REQUIRED ACTION:
Which lines in the material below contain the word "Returns"? Copy each of them.

___ MATERIAL SHOWN ___

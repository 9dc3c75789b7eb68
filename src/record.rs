//! Assembling NUM records from TXT answers.
//!
//! A NUM record may be too long for a single TXT record. It is then split
//! into parts, each stored in its own TXT record with a header in front:
//!
//! ```text
//! 1/3|_n=1;o(n=NUM Exampl
//! 2|e Co
//! 3|;fb=example])
//! ```
//!
//! A header is the 1-based index of the part, optionally followed by a
//! slash and the total number of parts, and a vertical bar. The order in
//! which the parts arrive doesn’t matter. A record that wasn’t split
//! doesn’t need a header.
//!
//! The character-strings of each TXT record are concatenated before the
//! header is looked at.

use crate::error::Error;

//------------ Constants -----------------------------------------------------

/// The prefix of a zone distribution record.
pub const ZDR_PREFIX: &str = "_n=1;zd=";

/// Separates a part header from its payload.
const HEADER_SEPARATOR: char = '|';

//------------ assemble ------------------------------------------------------

/// Assembles the payloads of a set of TXT answers into one record.
///
/// Returns `Ok(None)` if there are no answers.
pub fn assemble<S: AsRef<str>>(
    answers: &[S],
) -> Result<Option<String>, Error> {
    let received = answers.len();
    if received == 0 {
        return Ok(None);
    }

    let mut parts: Vec<Option<&str>> = vec![None; received];
    for answer in answers {
        let answer = answer.as_ref();
        let (header, payload) = match split_header(answer)? {
            Some(split) => split,
            None if received == 1 => return Ok(Some(answer.into())),
            None => return Err(Error::RrSetNoHeaders),
        };
        if let Some(expected) = header.total {
            if expected != received {
                return Err(Error::RrSetIncomplete { expected, received });
            }
        }
        let slot = header
            .index
            .checked_sub(1)
            .and_then(|index| parts.get_mut(index))
            .ok_or(Error::RrSetIncomplete {
                expected: header.index.max(received),
                received,
            })?;
        if slot.is_some() {
            return Err(Error::RrSetHeaderFormat(answer.into()));
        }
        *slot = Some(payload);
    }

    // Every slot is filled: there are as many parts as slots and each
    // went into a different one.
    Ok(Some(parts.into_iter().flatten().collect()))
}

//------------ PartHeader ----------------------------------------------------

/// The header of a record part.
#[derive(Clone, Copy, Debug, Eq, PartialEq)]
struct PartHeader {
    /// The 1-based index of the part.
    index: usize,

    /// The total number of parts, if given.
    total: Option<usize>,
}

/// Splits a part into header and payload.
///
/// Returns `Ok(None)` if the part doesn’t start with something that looks
/// like a header. Numbers that don’t fit are an error.
fn split_header(part: &str) -> Result<Option<(PartHeader, &str)>, Error> {
    let (header, payload) = match part.split_once(HEADER_SEPARATOR) {
        Some(split) => split,
        None => return Ok(None),
    };
    let (index, total) = match header.split_once('/') {
        Some((index, total)) => (index, Some(total)),
        None => (header, None),
    };
    if !is_number(index) || !total.map_or(true, is_number) {
        return Ok(None);
    }

    let format_err = || Error::RrSetHeaderFormat(part.into());
    let index = index.parse::<usize>().map_err(|_| format_err())?;
    let total = match total {
        Some(total) => Some(total.parse::<usize>().map_err(|_| format_err())?),
        None => None,
    };
    if index == 0 || total == Some(0) {
        return Err(format_err());
    }
    Ok(Some((PartHeader { index, total }, payload)))
}

/// Returns whether a string is a non-empty sequence of ASCII digits.
fn is_number(s: &str) -> bool {
    !s.is_empty() && s.bytes().all(|ch| ch.is_ascii_digit())
}

//------------ Record checks -------------------------------------------------

/// Returns whether an assembled record is a NUM record.
///
/// NUM records start with `_n=` followed by the protocol version and a
/// semicolon. Other TXT records at the same name, e.g., catch-all records
/// of a zone, are not NUM records. Legacy escapes are undone first.
pub fn is_num_record(record: &str) -> bool {
    replace_legacy_escapes(record)
        .strip_prefix("_n=")
        .and_then(|rest| rest.split_once(';'))
        .map_or(false, |(version, _)| is_number(version))
}

/// Returns whether a record is a zone distribution record.
pub fn is_zone_distribution(record: &str) -> bool {
    record.starts_with(ZDR_PREFIX)
}

/// Returns the shard level of a zone distribution record.
///
/// Returns `None` if the record isn’t a zone distribution record. Returns
/// `Some(Err(_))` with the offending value if the level is not a number
/// between 1 and 3.
pub fn zone_distribution_level(record: &str) -> Option<Result<u8, String>> {
    let value = record.strip_prefix(ZDR_PREFIX)?;
    let value = value.split(';').next().unwrap_or_default().trim();
    Some(match value.parse::<u8>() {
        Ok(level) if (1..=3).contains(&level) => Ok(level),
        _ => Err(value.into()),
    })
}

/// Replaces escapes used by older record generators.
///
/// Older generators escaped semicolons and spaces with a backslash.
pub fn replace_legacy_escapes(record: &str) -> String {
    record.replace("\\;", ";").replace("\\ ", " ")
}

//============ Tests =========================================================

#[cfg(test)]
mod test {
    use super::*;

    #[test]
    fn single() {
        assert_eq!(assemble::<&str>(&[]).unwrap(), None);
        assert_eq!(
            assemble(&["_n=1;o(n=Example)"]).unwrap().as_deref(),
            Some("_n=1;o(n=Example)")
        );
        assert_eq!(
            assemble(&["1/1|_n=1;a=b"]).unwrap().as_deref(),
            Some("_n=1;a=b")
        );
    }

    #[test]
    fn reorders_parts() {
        let parts = ["2|e Co", "1/3|_n=1;o(n=NUM Exampl", "3|;fb=example])"];
        assert_eq!(
            assemble(&parts).unwrap().as_deref(),
            Some("_n=1;o(n=NUM Example Co;fb=example])")
        );
    }

    #[test]
    fn empty_payload() {
        let parts = ["1/4|_n=1;", "3|b", "2|a", "4|"];
        assert_eq!(assemble(&parts).unwrap().as_deref(), Some("_n=1;ab"));
    }

    #[test]
    fn wrong_total() {
        let parts = ["1/3|_n=1;", "2|a"];
        assert!(matches!(
            assemble(&parts),
            Err(Error::RrSetIncomplete {
                expected: 3,
                received: 2
            })
        ));
        assert!(matches!(
            assemble(&["2/3|_n=1;"]),
            Err(Error::RrSetIncomplete { .. })
        ));
    }

    #[test]
    fn index_out_of_range() {
        let parts = ["1|_n=1;", "5|a"];
        assert!(matches!(
            assemble(&parts),
            Err(Error::RrSetIncomplete { .. })
        ));
    }

    #[test]
    fn missing_headers() {
        let parts = ["_n=1;a", "2|b"];
        assert!(matches!(assemble(&parts), Err(Error::RrSetNoHeaders)));
    }

    #[test]
    fn bad_headers() {
        let parts = ["0|_n=1;", "2|b"];
        assert!(matches!(
            assemble(&parts),
            Err(Error::RrSetHeaderFormat(_))
        ));
        let parts = ["1|_n=1;", "1|b"];
        assert!(matches!(
            assemble(&parts),
            Err(Error::RrSetHeaderFormat(_))
        ));
        let parts = ["99999999999999999999999|_n=1;", "2|b"];
        assert!(matches!(
            assemble(&parts),
            Err(Error::RrSetHeaderFormat(_))
        ));
    }

    #[test]
    fn num_records() {
        assert!(is_num_record("_n=1;o(n=Example)"));
        assert!(is_num_record("_n=12;"));
        assert!(!is_num_record("_n=;x"));
        assert!(!is_num_record("v=spf1 -all"));
        assert!(!is_num_record("_n=1"));
        assert!(is_num_record("_n=1\\;o(n=x)"));
    }

    #[test]
    fn zone_distribution() {
        assert!(is_zone_distribution("_n=1;zd=2"));
        assert_eq!(zone_distribution_level("_n=1;o(n=x)"), None);
        assert_eq!(zone_distribution_level("_n=1;zd=1"), Some(Ok(1)));
        assert_eq!(zone_distribution_level("_n=1;zd=3;"), Some(Ok(3)));
        assert_eq!(
            zone_distribution_level("_n=1;zd=4"),
            Some(Err("4".into()))
        );
        assert_eq!(
            zone_distribution_level("_n=1;zd=x"),
            Some(Err("x".into()))
        );
    }

    #[test]
    fn legacy_escapes() {
        assert_eq!(
            replace_legacy_escapes("_n=1\\;o(n=NUM\\ Example)"),
            "_n=1;o(n=NUM Example)"
        );
    }
}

___

EXPECTED OUTPUT:
/// Returns `Ok(None)` if there are no answers.
/// Returns `Ok(None)` if the part doesn’t start with something that looks
/// Returns whether a string is a non-empty sequence of ASCII digits.
/// Returns whether an assembled record is a NUM record.
/// Returns whether a record is a zone distribution record.
/// Returns the shard level of a zone distribution record.
/// Returns `None` if the record isn’t a zone distribution record. Returns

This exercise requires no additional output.